Resucita la tensión dialéctica. El ser humano, el ser a secas, y la condición que lo arrastra por esta existencia, es otra de las mareas que dejan en la Liddell una marca a fuego por toda su obra dramática, un rastro a veces inseparable de la religión: “Quien mejor ha definido el tormento de la condición humana tal vez sea San Mateo en los Evangelios. Y cita a Kierkeegard para sellar herméticamente el atrevimiento: “Cada uno será grande en relación a aquello con lo que batalló. Aquél que lo hizo con el mundo fue grande porque venció al mundo y el que batalló consigo mismo fue grande porque se venció a sí mismo, pero quien batalló con Dios fue el más grande de todos”. Sí, no hay tregua en la batalla. Pelear es lo que mejor sabe hacer la autora de Boxeo para células y planetas y la religión es el auténtico campo de confrontación. Justo cuando suena un nueva salva.
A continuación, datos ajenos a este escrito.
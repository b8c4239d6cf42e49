use std::sync::Arc;

use axum::body::Body;
use axum::http::{Request, StatusCode};
use axum::Router;
use dispatch_desk::api::rest::router;
use dispatch_desk::auth::memory::InMemoryAuth;
use dispatch_desk::backend::memory::InMemoryStore;
use dispatch_desk::backend::seed::Seed;
use dispatch_desk::state::AppState;
use serde_json::{json, Value};
use tower::ServiceExt;

const SEED: &str = r#"{
    "accounts": [
        { "uid": "u-ana", "email": "ana@example.com", "password": "secret-1" },
        { "uid": "u-root", "email": "root@example.com", "password": "secret-2" }
    ],
    "collections": {
        "users": [
            { "id": "u-ana", "email": "ana@example.com", "role": "Driver" },
            { "id": "u-root", "email": "root@example.com", "role": "Administrator" }
        ],
        "drivers": [
            { "id": "u-ana", "name": "Ana Rojas", "national_id": "11.111.111-1", "license": "A2" }
        ],
        "stores": [
            { "id": "s1", "chain": "Lider", "district": "Maipu", "address": "Av. Pajaritos 1", "link": "", "name": "Cd 429" },
            { "id": "s2", "chain": "Jumbo", "district": "Nunoa", "address": "Irarrazaval 2", "link": "", "name": "Cd 12" }
        ],
        "shifts": [{ "name": "Day" }, { "name": "Night" }],
        "dispatch_records": [
            { "id": "d1", "driver": "Ana Rojas", "status": "Pending", "timestamp": "2025-04-01T09:00:00Z",
              "load_type": "Dry", "store": "Cd 429", "vehicle": "GWCL77", "shift": "Day", "round": "First" },
            { "id": "d2", "driver": "Ana Rojas", "status": "Pending", "timestamp": "2025-04-02T23:30:00Z",
              "load_type": "Frozen", "store": "Cd 12", "vehicle": "GWCL77", "shift": "Night", "round": "Second" },
            { "id": "d3", "driver": "Bo Diaz", "status": "Delivered", "timestamp": "2025-04-02T08:00:00Z",
              "load_type": "Dry", "store": "Cd 429", "vehicle": "HXPT21", "shift": "Day", "round": "First" }
        ]
    }
}"#;

async fn setup() -> Router {
    let store = Arc::new(InMemoryStore::new());
    let auth = Arc::new(InMemoryAuth::new(4));
    Seed::parse(SEED)
        .unwrap()
        .apply(&*store, &auth)
        .await
        .unwrap();
    router(Arc::new(AppState::new(store, auth, 64)))
}

fn json_request(method: &str, uri: &str, body: Value) -> Request<Body> {
    Request::builder()
        .method(method)
        .uri(uri)
        .header("content-type", "application/json")
        .body(Body::from(serde_json::to_string(&body).unwrap()))
        .unwrap()
}

fn empty_request(method: &str, uri: &str) -> Request<Body> {
    Request::builder()
        .method(method)
        .uri(uri)
        .body(Body::empty())
        .unwrap()
}

fn get_request(uri: &str) -> Request<Body> {
    empty_request("GET", uri)
}

async fn body_json(response: axum::response::Response) -> Value {
    let bytes = axum::body::to_bytes(response.into_body(), usize::MAX)
        .await
        .unwrap();
    serde_json::from_slice(&bytes).unwrap()
}

async fn body_string(response: axum::response::Response) -> String {
    let bytes = axum::body::to_bytes(response.into_body(), usize::MAX)
        .await
        .unwrap();
    String::from_utf8(bytes.to_vec()).unwrap()
}

async fn login(app: &Router, email: &str, password: &str) -> axum::response::Response {
    app.clone()
        .oneshot(json_request(
            "POST",
            "/auth/login",
            json!({ "email": email, "password": password }),
        ))
        .await
        .unwrap()
}

fn ids(items: &Value) -> Vec<String> {
    items
        .as_array()
        .unwrap()
        .iter()
        .map(|item| item["id"].as_str().unwrap().to_string())
        .collect()
}

#[tokio::test]
async fn health_returns_ok() {
    let app = setup().await;
    let response = app.oneshot(get_request("/health")).await.unwrap();

    assert_eq!(response.status(), StatusCode::OK);

    let body = body_json(response).await;
    assert_eq!(body["status"], "ok");
    assert_eq!(body["signed_in"], false);
}

#[tokio::test]
async fn metrics_returns_prometheus_format() {
    let app = setup().await;
    login(&app, "ana@example.com", "secret-1").await;
    app.clone()
        .oneshot(get_request("/driver/dispatches"))
        .await
        .unwrap();

    let response = app.oneshot(get_request("/metrics")).await.unwrap();

    assert_eq!(response.status(), StatusCode::OK);
    let content_type = response
        .headers()
        .get("content-type")
        .unwrap()
        .to_str()
        .unwrap()
        .to_string();
    assert!(content_type.contains("text/plain"));

    let body = body_string(response).await;
    assert!(body.contains("list_loads_total"));
}

#[tokio::test]
async fn wrong_password_is_unauthorized() {
    let app = setup().await;
    let response = login(&app, "ana@example.com", "nope-nope").await;

    assert_eq!(response.status(), StatusCode::UNAUTHORIZED);
    let body = body_json(response).await;
    assert_eq!(body["error"], "invalid credentials");
}

#[tokio::test]
async fn driver_list_requires_a_session() {
    let app = setup().await;
    let response = app
        .oneshot(get_request("/driver/dispatches"))
        .await
        .unwrap();

    assert_eq!(response.status(), StatusCode::UNAUTHORIZED);
}

#[tokio::test]
async fn login_reports_the_session() {
    let app = setup().await;
    let response = login(&app, "ana@example.com", "secret-1").await;

    assert_eq!(response.status(), StatusCode::OK);
    let body = body_json(response).await;
    assert_eq!(body["account"]["uid"], "u-ana");
    assert_eq!(body["user"]["role"], "Driver");
    assert_eq!(body["driver"]["name"], "Ana Rojas");

    let response = app.clone().oneshot(get_request("/auth/session")).await.unwrap();
    assert_eq!(response.status(), StatusCode::OK);

    let response = app
        .clone()
        .oneshot(empty_request("POST", "/auth/logout"))
        .await
        .unwrap();
    assert_eq!(response.status(), StatusCode::NO_CONTENT);

    let response = app.oneshot(get_request("/auth/session")).await.unwrap();
    assert_eq!(response.status(), StatusCode::UNAUTHORIZED);
}

#[tokio::test]
async fn driver_delivers_and_rejects() {
    let app = setup().await;
    login(&app, "ana@example.com", "secret-1").await;

    let response = app
        .clone()
        .oneshot(get_request("/driver/dispatches?segment=pending"))
        .await
        .unwrap();
    assert_eq!(response.status(), StatusCode::OK);
    let body = body_json(response).await;
    assert_eq!(body["total"], 2);
    assert_eq!(ids(&body["items"]), vec!["d2", "d1"]);

    let response = app
        .clone()
        .oneshot(empty_request("POST", "/driver/dispatches/d1/deliver"))
        .await
        .unwrap();
    assert_eq!(response.status(), StatusCode::OK);
    let body = body_json(response).await;
    assert_eq!(ids(&body["items"]), vec!["d2"]);

    let response = app
        .clone()
        .oneshot(json_request(
            "POST",
            "/driver/dispatches/d2/reject",
            json!({ "reason": "   " }),
        ))
        .await
        .unwrap();
    assert_eq!(response.status(), StatusCode::BAD_REQUEST);

    let response = app
        .clone()
        .oneshot(json_request(
            "POST",
            "/driver/dispatches/d2/reject",
            json!({ "reason": "store closed" }),
        ))
        .await
        .unwrap();
    assert_eq!(response.status(), StatusCode::OK);
    assert_eq!(body_json(response).await["count"], 0);

    let response = app
        .clone()
        .oneshot(get_request("/driver/dispatches?segment=rejected"))
        .await
        .unwrap();
    let body = body_json(response).await;
    assert_eq!(body["items"][0]["rejection_reason"], "store closed");

    let response = app
        .oneshot(empty_request("POST", "/driver/dispatches/d1/deliver"))
        .await
        .unwrap();
    assert_eq!(response.status(), StatusCode::CONFLICT);
}

#[tokio::test]
async fn driver_summary_counts_every_record_in_total() {
    let app = setup().await;
    login(&app, "ana@example.com", "secret-1").await;

    let response = app
        .clone()
        .oneshot(get_request("/driver/summary?period=total"))
        .await
        .unwrap();
    assert_eq!(response.status(), StatusCode::OK);
    assert_eq!(body_json(response).await["count"], 2);

    let response = app
        .oneshot(get_request("/driver/summary?period=weekly"))
        .await
        .unwrap();
    assert_eq!(body_json(response).await["count"], 0);
}

#[tokio::test]
async fn stores_can_be_looked_up_by_name() {
    let app = setup().await;
    login(&app, "ana@example.com", "secret-1").await;

    let response = app
        .oneshot(get_request("/stores?name=Cd%2012"))
        .await
        .unwrap();
    assert_eq!(response.status(), StatusCode::OK);
    let body = body_json(response).await;
    assert_eq!(ids(&body), vec!["s2"]);
    assert_eq!(body[0]["district"], "Nunoa");
}

#[tokio::test]
async fn drivers_cannot_reach_admin_routes() {
    let app = setup().await;
    login(&app, "ana@example.com", "secret-1").await;

    let response = app
        .oneshot(get_request("/admin/dispatches"))
        .await
        .unwrap();
    assert_eq!(response.status(), StatusCode::FORBIDDEN);
}

#[tokio::test]
async fn admin_manages_dispatches() {
    let app = setup().await;
    login(&app, "root@example.com", "secret-2").await;

    let response = app
        .clone()
        .oneshot(get_request("/admin/dispatches"))
        .await
        .unwrap();
    assert_eq!(response.status(), StatusCode::OK);
    let body = body_json(response).await;
    assert_eq!(ids(&body["items"]), vec!["d2", "d3", "d1"]);

    let response = app
        .clone()
        .oneshot(get_request("/admin/dispatches?date=2025-04-02"))
        .await
        .unwrap();
    let body = body_json(response).await;
    assert_eq!(ids(&body["items"]), vec!["d2", "d3"]);
    assert_eq!(body["filter"]["date"], "2025-04-02");

    let response = app
        .clone()
        .oneshot(get_request("/admin/dispatches?date=02-04-2025"))
        .await
        .unwrap();
    assert_eq!(response.status(), StatusCode::BAD_REQUEST);

    let response = app
        .clone()
        .oneshot(json_request(
            "POST",
            "/admin/dispatches",
            json!({
                "driver": "Ana Rojas",
                "timestamp": "2025-04-02T12:00:00Z",
                "load_type": "Fresh",
                "store": "Cd 12",
                "vehicle": "GWCL77",
                "shift": "Day",
                "round": "Third"
            }),
        ))
        .await
        .unwrap();
    assert_eq!(response.status(), StatusCode::CREATED);
    let created = body_json(response).await["id"]
        .as_str()
        .unwrap()
        .to_string();

    let response = app
        .clone()
        .oneshot(get_request("/admin/dispatches?date=2025-04-02&shift=Day"))
        .await
        .unwrap();
    let body = body_json(response).await;
    assert_eq!(ids(&body["items"]), vec![created.clone(), "d3".to_string()]);
    assert_eq!(body["items"][0]["status"], "Pending");

    let response = app
        .clone()
        .oneshot(empty_request("DELETE", &format!("/admin/dispatches/{created}")))
        .await
        .unwrap();
    assert_eq!(response.status(), StatusCode::NO_CONTENT);

    let response = app
        .oneshot(empty_request("DELETE", "/admin/dispatches/filters"))
        .await
        .unwrap();
    let body = body_json(response).await;
    assert_eq!(body["total"], 3);
    assert!(body["filter"]["date"].is_null());
}

#[tokio::test]
async fn admin_create_without_driver_is_rejected() {
    let app = setup().await;
    login(&app, "root@example.com", "secret-2").await;

    let response = app
        .oneshot(json_request(
            "POST",
            "/admin/dispatches",
            json!({
                "driver": "",
                "timestamp": "2025-04-02T12:00:00Z",
                "store": "Cd 12"
            }),
        ))
        .await
        .unwrap();
    assert_eq!(response.status(), StatusCode::BAD_REQUEST);
}

#[tokio::test]
async fn admin_dashboard_and_options() {
    let app = setup().await;
    login(&app, "root@example.com", "secret-2").await;

    let response = app
        .clone()
        .oneshot(get_request("/admin/dashboard?view=total"))
        .await
        .unwrap();
    assert_eq!(response.status(), StatusCode::OK);
    let body = body_json(response).await;
    assert_eq!(body["counts"]["total"], 3);
    assert_eq!(body["matching"], 3);
    assert_eq!(body["records"][0]["id"], "d2");
    assert_eq!(body["records"][0]["driver_national_id"], "11.111.111-1");

    let response = app.oneshot(get_request("/admin/options")).await.unwrap();
    assert_eq!(response.status(), StatusCode::OK);
    let body = body_json(response).await;
    assert_eq!(body["drivers"].as_array().unwrap().len(), 1);
    assert_eq!(body["stores"].as_array().unwrap().len(), 2);
}

#[tokio::test]
async fn dashboard_skips_records_without_a_timestamp() {
    let store = Arc::new(InMemoryStore::new());
    let auth = Arc::new(InMemoryAuth::new(4));
    let mut seed = Seed::parse(SEED).unwrap();
    let undated = json!({ "id": "d4", "driver": "Ana Rojas", "status": "Pending", "store": "Cd 12" });
    seed.collections
        .get_mut("dispatch_records")
        .unwrap()
        .push(undated.as_object().unwrap().clone());
    seed.apply(&*store, &auth).await.unwrap();
    let app = router(Arc::new(AppState::new(store, auth, 64)));
    login(&app, "root@example.com", "secret-2").await;

    let response = app
        .oneshot(get_request("/admin/dashboard"))
        .await
        .unwrap();
    assert_eq!(response.status(), StatusCode::OK);
    let body = body_json(response).await;
    assert_eq!(body["counts"]["total"], 3);
    assert!(!ids(&body["records"]).contains(&"d4".to_string()));
}

#[tokio::test]
async fn admin_registers_a_driver() {
    let app = setup().await;
    login(&app, "root@example.com", "secret-2").await;

    let response = app.clone().oneshot(get_request("/admin/options")).await.unwrap();
    assert_eq!(body_json(response).await["drivers"].as_array().unwrap().len(), 1);

    let response = app
        .clone()
        .oneshot(json_request(
            "POST",
            "/admin/drivers",
            json!({
                "email": "cata@example.com",
                "name": "Cata Soto",
                "national_id": "33.333.333-3",
                "license": "A4"
            }),
        ))
        .await
        .unwrap();
    assert_eq!(response.status(), StatusCode::CREATED);
    let body = body_json(response).await;
    assert_eq!(body["name"], "Cata Soto");

    let response = app.clone().oneshot(get_request("/admin/options")).await.unwrap();
    let body = body_json(response).await;
    let drivers = body["drivers"].as_array().unwrap();
    assert_eq!(drivers.len(), 2);
    assert!(drivers.iter().any(|driver| driver["name"] == "Cata Soto"));

    let response = app
        .oneshot(json_request(
            "POST",
            "/admin/drivers",
            json!({
                "email": "cata@example.com",
                "name": "Cata Soto",
                "national_id": "33.333.333-3",
                "license": "A4"
            }),
        ))
        .await
        .unwrap();
    assert_eq!(response.status(), StatusCode::CONFLICT);
}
-Carezco de heridas con el cristianimo. Es el catolicismo el que pudrió mi educación. La religión, la fe, es algo demasiado complejo. Bernanos, Ermano Olmi, Flannery O'Connor o Passolini eran profundamente religiosos. Me fascina esa espiritualidad porque experimentaban la contradicción, no la convicción. Sin embargo, yo desprecio todo aquello que tiene que ver con el sentimiento de “comunidad”. Me repele todo lo que aspira a la superioridad moral, todo lo que propone una línea de perfección a seguir, un ideario, sea una religión, un partido o un colectivo. Prefiero pensar sencillamente en la existencia de la bondad. Hay un carácter chino precioso, la palabra “benevolencia”, que significa “lo que ocurrre entre dos personas”.

Algunas preguntas las corta a tajo dejando un rastro y un rostro petrificado por la brevedad. Como cuando se le pregunta sobre la vanguardia (“yo hago cosas muy antiguas, milenarias”) o la provocación (“intento seducir al público, que se vengan conmigo a la cama”). En otras, sin embargo, cuando se espera un sí o un no, vuela la dinamita.

-¿Le duele el IVA del teatro?
-No. Lo que vacía o llena los teatros no es el precio de las entradas. La voluntad de encuentro entre el creador y el público es indestructible. Lo que vacía los teatros es un problema que tiene que ver con la desconexión entre cultura y educación. Un teatro vacío tiene su origen en una educación deficiente que relativiza el arte o el humanismo hasta reducirlo a la nada, a lo prescindible.


Francia, Noruega, Neverland...

Del ring a la melancolía, sobre todo cuando surge la escena internacional, especialmente la francesa: “Al Festival de Avignon se lo debo todo. Lo más bonito fue estrenar La casa de la fuerza en el Odeón de París”. Pero no será la capital gala donde presente su próxima obra Angélica Liddell, Todo el cielo sobre la tierra: el síndrome de Wendy, sino en Viena, un “sueño imposible” que ha contado con el autor de las bandas sonoras del director de cine coreano Park Chan-Wook y en el que reúne a varios ancianos que se dedicaban a bailar por las calles de Shanghai. Liddell arroja aquí una reflexión sobre la pérdida de la juventud uniendo la isla noruega de Utoya -en la que Breivick asesinó a 69 personas- con la de Neverland de James Matthew Barrie (Peter Pan). “No habría bastantes páginas en la revista para describir todo lo que tuvimos que hacer en China”. Trabajaremos duro por el espacio para su estreno en España.